Human microbiomes and their applications in daily life

Amer Mona^*
*Correspondence: Amer Mona, Department of Microbiology, University of Carbondale, Carbondale, USA, Email:

Received: 03-Sep-2022, Manuscript No. AJMR-22-74633; Editor assigned: 05-Sep-2022, Pre QC No. AJMR-22-74633 (PQ); Reviewed: 19-Sep-2022, QC No. AJMR-22-74633; Revised: 26-Sep-2022, Manuscript No. AJMR-22-74633 (R); Published: 03-Oct-2022

Description

Human microbiome refers to the entire collection of microbes (the micro biota) that inhabit humans and, more specifically, the group of microbial genomes that contribute to a person’s metagenome, or more comprehensive genetic profile. A remarkable variety of microorganisms, including bacteria, archaea (primitive single-celled creatures), fungi, and even certain protozoans and non-living viruses, are represented by the genomes that make up the human microbiome. The majority of the human microbiome is made up of bacteria, which are believed to number between 75 trillion and 200 trillion distinct organisms, compared to the 50 trillion to 100 trillion somatic (body) cells that make up the total human body. The vast amount of microorganisms in the human body raises the possibility that it is a “supraorganism,” a combination of human and microbial genes, cells, and features.

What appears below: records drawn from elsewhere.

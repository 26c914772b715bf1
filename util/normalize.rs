/*!
This module implements the two normalizations applied to raw feature contributions. Tree explanations are divided by their total so they sum to one. Linear explanations are min-max rescaled into [0, 1].

Both functions compute everything they need from the values passed in, so there is no state carried from one call to the next.
*/

use crate::{
	finite::{Finite, ToFinite},
	DegenerateNormalization,
};
use ndarray::prelude::*;
use thiserror::Error;

#[derive(Debug, Error, PartialEq)]
pub enum NormalizeError {
	#[error("the contributions sum to zero")]
	ZeroTotal,
	#[error("every contribution is equal to {value}")]
	ZeroRange { value: f32 },
	#[error("the contribution for feature {index} is not finite")]
	NotFinite { index: usize },
	#[error("the sum of the contributions is not finite")]
	NotFiniteTotal,
	#[error("the range of the contributions is not finite")]
	NotFiniteRange,
}

/// Divide each value by the sum of all values so that the values sum to one.
pub fn normalize_by_total(
	mut values: ArrayViewMut1<f32>,
	degenerate_normalization: DegenerateNormalization,
) -> Result<(), NormalizeError> {
	let total = values
		.iter()
		.sum::<f32>()
		.to_finite()
		.map_err(|_| NormalizeError::NotFiniteTotal)?
		.get();
	if total == 0.0 {
		return resolve_degenerate(values, degenerate_normalization, NormalizeError::ZeroTotal);
	}
	values.mapv_inplace(|value| value / total);
	Ok(())
}

/// Rescale the values so the minimum maps to 0 and the maximum maps to 1. An empty view is left as is.
pub fn min_max_scale(
	mut values: ArrayViewMut1<f32>,
	degenerate_normalization: DegenerateNormalization,
) -> Result<(), NormalizeError> {
	let mut bounds: Option<(Finite<f32>, Finite<f32>)> = None;
	for (index, value) in values.iter().enumerate() {
		let value = Finite::new(*value).map_err(|_| NormalizeError::NotFinite { index })?;
		bounds = Some(match bounds {
			None => (value, value),
			Some((min, max)) => (min.min(value), max.max(value)),
		});
	}
	let (min, max) = match bounds {
		Some(bounds) => bounds,
		None => return Ok(()),
	};
	let min = min.get();
	let range = (max.get() - min)
		.to_finite()
		.map_err(|_| NormalizeError::NotFiniteRange)?
		.get();
	if range == 0.0 {
		return resolve_degenerate(
			values,
			degenerate_normalization,
			NormalizeError::ZeroRange { value: min },
		);
	}
	values.mapv_inplace(|value| (value - min) / range);
	Ok(())
}

fn resolve_degenerate(
	mut values: ArrayViewMut1<f32>,
	degenerate_normalization: DegenerateNormalization,
	error: NormalizeError,
) -> Result<(), NormalizeError> {
	match degenerate_normalization {
		DegenerateNormalization::Error => Err(error),
		DegenerateNormalization::Nan => {
			log::debug!("{}, filling the explanation with NaN", error);
			values.fill(f32::NAN);
			Ok(())
		}
		DegenerateNormalization::Zeros => {
			log::debug!("{}, filling the explanation with zeros", error);
			values.fill(0.0);
			Ok(())
		}
	}
}

#[test]
fn test_normalize_by_total() {
	let mut values = arr1(&[0.25, 0.0, 0.75, 1.0]);
	normalize_by_total(values.view_mut(), DegenerateNormalization::Error).unwrap();
	assert_eq!(values, arr1(&[0.125, 0.0, 0.375, 0.5]));
}

#[test]
fn test_normalize_by_total_zero_total() {
	let mut values = arr1(&[0.5, -0.5, 0.0]);
	let result = normalize_by_total(values.view_mut(), DegenerateNormalization::Error);
	assert_eq!(result, Err(NormalizeError::ZeroTotal));
	normalize_by_total(values.view_mut(), DegenerateNormalization::Zeros).unwrap();
	assert_eq!(values, arr1(&[0.0, 0.0, 0.0]));
	normalize_by_total(values.view_mut(), DegenerateNormalization::Nan).unwrap();
	assert!(values.iter().all(|value| value.is_nan()));
}

#[test]
fn test_normalize_by_total_not_finite() {
	let mut values = arr1(&[0.5, f32::NAN]);
	let result = normalize_by_total(values.view_mut(), DegenerateNormalization::Nan);
	assert_eq!(result, Err(NormalizeError::NotFiniteTotal));
}

#[test]
fn test_min_max_scale() {
	let mut values = arr1(&[2.0, -1.0, 0.0]);
	min_max_scale(values.view_mut(), DegenerateNormalization::Error).unwrap();
	assert_eq!(values[0], 1.0);
	assert_eq!(values[1], 0.0);
	assert!((values[2] - 1.0 / 3.0).abs() < 1e-6);
}

#[test]
fn test_min_max_scale_zero_range() {
	let mut values = arr1(&[3.0, 3.0]);
	let result = min_max_scale(values.view_mut(), DegenerateNormalization::Error);
	assert_eq!(result, Err(NormalizeError::ZeroRange { value: 3.0 }));
	assert_eq!(values, arr1(&[3.0, 3.0]));
	min_max_scale(values.view_mut(), DegenerateNormalization::Zeros).unwrap();
	assert_eq!(values, arr1(&[0.0, 0.0]));
}

#[test]
fn test_min_max_scale_empty_and_not_finite() {
	let mut values = Array1::<f32>::zeros(0);
	min_max_scale(values.view_mut(), DegenerateNormalization::Error).unwrap();
	assert_eq!(values.len(), 0);
	let mut values = arr1(&[1.0, f32::INFINITY, 0.0]);
	let result = min_max_scale(values.view_mut(), DegenerateNormalization::Zeros);
	assert_eq!(result, Err(NormalizeError::NotFinite { index: 1 }));
	let mut values = arr1(&[f32::MAX, -f32::MAX]);
	let result = min_max_scale(values.view_mut(), DegenerateNormalization::Zeros);
	assert_eq!(result, Err(NormalizeError::NotFiniteRange));
}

Numerous metabolic processes in humans are impacted by the relationship between the human microbiome and immune system, which also has an effect on our wellbeing. To correctly diagnose and treat these conditions, a deeper comprehension of the host-microbe interaction is required. Because of the importance of the microbiome to host health, new treatment modalities have emerged that centre on manipulating the host microbiome as directed, either by eradicating toxic taxa or reintroducing missing good taxa and the functional functions they play. Large numbers of microbial taxa are difficult to cultivate in the lab, if not impossible. This makes it very challenging to fully catalogue the different components of a given microbiome and to comprehend how microbial communities work and affect host-pathogen interactions. Also included are developments in high-throughput sequencing tools for studying host-microbe interactions.

The genetic makeup of all the bacteria, fungi, protozoa, and viruses that inhabit and survive inside the human body is known as the microbiome. The total number of genes in the bacteria that make up an individual’s microbiome is 200 times more than those in the human genome. The microbiome might be up to five pounds heavy.

Human growth, immunity, and nutrition depend on the microbiome. The bacteria that reside in and on us are helpful colonisers rather than foreign invaders. Dysfunction in the microbiome is linked to autoimmune disorders such diabetes, rheumatoid arthritis, muscular dystrophy, multiple sclerosis, and fibromyalgia. As disease-causing microorganisms build up over time, they alter metabolic and gene activity, which causes an aberrant immune response against cells, tissues, and substances that are typically found in the body. The family’s microbiome appears to carry autoimmune illnesses down across generations rather than through DNA inheritance.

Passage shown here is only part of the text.